RECORDS PROVIDED.
== Segment start ==
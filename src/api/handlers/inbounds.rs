//! Inbound CRUD handlers and per-inbound client operations.

use axum::extract::{Path, State};
use axum::http::StatusCode;
use axum::response::IntoResponse;
use axum::routing::{get, post};
use axum::{Json, Router};

use crate::api::dto::{InboundRequest, InboundResponse};
use crate::app_state::AppState;
use crate::domain::Client;
use crate::error::{ErrorResponse, PanelError};
use crate::persistence::ClientRecord;

/// `GET /inbounds` — All inbounds with client counters.
///
/// # Errors
///
/// Returns [`PanelError`] on repository failure.
#[utoipa::path(
    get,
    path = "/api/v1/inbounds",
    tag = "Inbounds",
    summary = "List inbounds",
    responses(
        (status = 200, description = "Every inbound", body = Vec<InboundResponse>),
    )
)]
pub async fn list_inbounds(State(state): State<AppState>) -> Result<impl IntoResponse, PanelError> {
    let inbounds = state.inbounds.list_inbounds().await?;
    let body: Vec<InboundResponse> = inbounds.into_iter().map(InboundResponse::from).collect();
    Ok(Json(body))
}

/// `POST /inbounds` — Create an inbound.
///
/// # Errors
///
/// Returns [`PanelError`] on invalid settings or a port/email conflict.
#[utoipa::path(
    post,
    path = "/api/v1/inbounds",
    tag = "Inbounds",
    summary = "Create an inbound",
    description = "Stores the inbound with one traffic row per client and schedules an Xray restart.",
    request_body = InboundRequest,
    responses(
        (status = 201, description = "Inbound created", body = InboundResponse),
        (status = 400, description = "Invalid protocol or settings", body = ErrorResponse),
        (status = 409, description = "Port or client email already in use", body = ErrorResponse),
    )
)]
pub async fn create_inbound(
    State(state): State<AppState>,
    Json(req): Json<InboundRequest>,
) -> Result<impl IntoResponse, PanelError> {
    let created = state.inbounds.add_inbound(&req.into_inbound()).await?;
    Ok((StatusCode::CREATED, Json(InboundResponse::from(created))))
}

/// `GET /inbounds/{id}` — One inbound.
///
/// # Errors
///
/// Returns [`PanelError::NotFound`] for unknown ids.
#[utoipa::path(
    get,
    path = "/api/v1/inbounds/{id}",
    tag = "Inbounds",
    summary = "Get an inbound",
    params(("id" = i64, Path, description = "Inbound id")),
    responses(
        (status = 200, description = "Inbound", body = InboundResponse),
        (status = 404, description = "Inbound not found", body = ErrorResponse),
    )
)]
pub async fn get_inbound(
    State(state): State<AppState>,
    Path(id): Path<i64>,
) -> Result<impl IntoResponse, PanelError> {
    let inbound = state.inbounds.get_inbound(id).await?;
    Ok(Json(InboundResponse::from(inbound)))
}

/// `PUT /inbounds/{id}` — Replace an inbound.
///
/// # Errors
///
/// Returns [`PanelError`] on validation failure, conflict or unknown id.
#[utoipa::path(
    put,
    path = "/api/v1/inbounds/{id}",
    tag = "Inbounds",
    summary = "Update an inbound",
    description = "Replaces the inbound. Counters of clients that stay are kept; removed clients lose their rows.",
    params(("id" = i64, Path, description = "Inbound id")),
    request_body = InboundRequest,
    responses(
        (status = 200, description = "Inbound updated", body = InboundResponse),
        (status = 404, description = "Inbound not found", body = ErrorResponse),
        (status = 409, description = "Port or client email already in use", body = ErrorResponse),
    )
)]
pub async fn update_inbound(
    State(state): State<AppState>,
    Path(id): Path<i64>,
    Json(req): Json<InboundRequest>,
) -> Result<impl IntoResponse, PanelError> {
    let updated = state.inbounds.update_inbound(id, &req.into_inbound()).await?;
    Ok(Json(InboundResponse::from(updated)))
}

/// `DELETE /inbounds/{id}` — Delete an inbound and its client rows.
///
/// # Errors
///
/// Returns [`PanelError::NotFound`] for unknown ids.
#[utoipa::path(
    delete,
    path = "/api/v1/inbounds/{id}",
    tag = "Inbounds",
    summary = "Delete an inbound",
    params(("id" = i64, Path, description = "Inbound id")),
    responses(
        (status = 204, description = "Inbound deleted"),
        (status = 404, description = "Inbound not found", body = ErrorResponse),
    )
)]
pub async fn delete_inbound(
    State(state): State<AppState>,
    Path(id): Path<i64>,
) -> Result<impl IntoResponse, PanelError> {
    state.inbounds.delete_inbound(id).await?;
    Ok(StatusCode::NO_CONTENT)
}

/// `POST /inbounds/{id}/clients` — Add a client to an inbound.
///
/// # Errors
///
/// Returns [`PanelError`] for unknown inbounds, client-less protocols or a
/// taken email.
#[utoipa::path(
    post,
    path = "/api/v1/inbounds/{id}/clients",
    tag = "Inbounds",
    summary = "Add a client",
    params(("id" = i64, Path, description = "Inbound id")),
    request_body = serde_json::Value,
    responses(
        (status = 201, description = "Client added", body = ClientRecord),
        (status = 400, description = "Inbound protocol has no clients", body = ErrorResponse),
        (status = 409, description = "Email already in use", body = ErrorResponse),
    )
)]
pub async fn add_client(
    State(state): State<AppState>,
    Path(id): Path<i64>,
    Json(client): Json<Client>,
) -> Result<impl IntoResponse, PanelError> {
    let record = state.inbounds.add_client(id, &client).await?;
    Ok((StatusCode::CREATED, Json(record)))
}

/// `POST /inbounds/{id}/reset-traffic` — Zero every client counter and
/// re-enable cut-off clients.
///
/// # Errors
///
/// Returns [`PanelError::NotFound`] for unknown ids.
#[utoipa::path(
    post,
    path = "/api/v1/inbounds/{id}/reset-traffic",
    tag = "Inbounds",
    summary = "Reset client traffic of an inbound",
    params(("id" = i64, Path, description = "Inbound id")),
    responses(
        (status = 200, description = "Number of rows reset", body = serde_json::Value),
        (status = 404, description = "Inbound not found", body = ErrorResponse),
    )
)]
pub async fn reset_traffic(
    State(state): State<AppState>,
    Path(id): Path<i64>,
) -> Result<impl IntoResponse, PanelError> {
    let reset = state.inbounds.reset_all_client_traffic(id).await?;
    Ok(Json(serde_json::json!({ "reset": reset })))
}

/// `POST /inbounds/{id}/delete-depleted` — Remove used-up disabled clients.
///
/// # Errors
///
/// Returns [`PanelError::NotFound`] for unknown ids.
#[utoipa::path(
    post,
    path = "/api/v1/inbounds/{id}/delete-depleted",
    tag = "Inbounds",
    summary = "Delete depleted clients",
    description = "Removes the disabled clients whose quota is used up or whose expiry has passed.",
    params(("id" = i64, Path, description = "Inbound id")),
    responses(
        (status = 200, description = "Emails removed", body = Vec<String>),
        (status = 404, description = "Inbound not found", body = ErrorResponse),
    )
)]
pub async fn delete_depleted(
    State(state): State<AppState>,
    Path(id): Path<i64>,
) -> Result<impl IntoResponse, PanelError> {
    Ok(Json(state.inbounds.delete_depleted_clients(id).await?))
}

/// Inbound routes.
pub fn routes() -> Router<AppState> {
    Router::new()
        .route("/inbounds", get(list_inbounds).post(create_inbound))
        .route(
            "/inbounds/{id}",
            get(get_inbound).put(update_inbound).delete(delete_inbound),
        )
        .route("/inbounds/{id}/clients", post(add_client))
        .route("/inbounds/{id}/reset-traffic", post(reset_traffic))
        .route("/inbounds/{id}/delete-depleted", post(delete_depleted))
}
== Segment end ==
WORK TASK. Exact duplication is required for the lines above, from the line that contains "use axum::response::IntoResponse;" to the line that contains "use crate::domain::Client;", inclusive; omit all others.

EXPECTED ANSWER.
use axum::response::IntoResponse;
use axum::routing::{get, post};
use axum::{Json, Router};

use crate::api::dto::{InboundRequest, InboundResponse};
use crate::app_state::AppState;
use crate::domain::Client;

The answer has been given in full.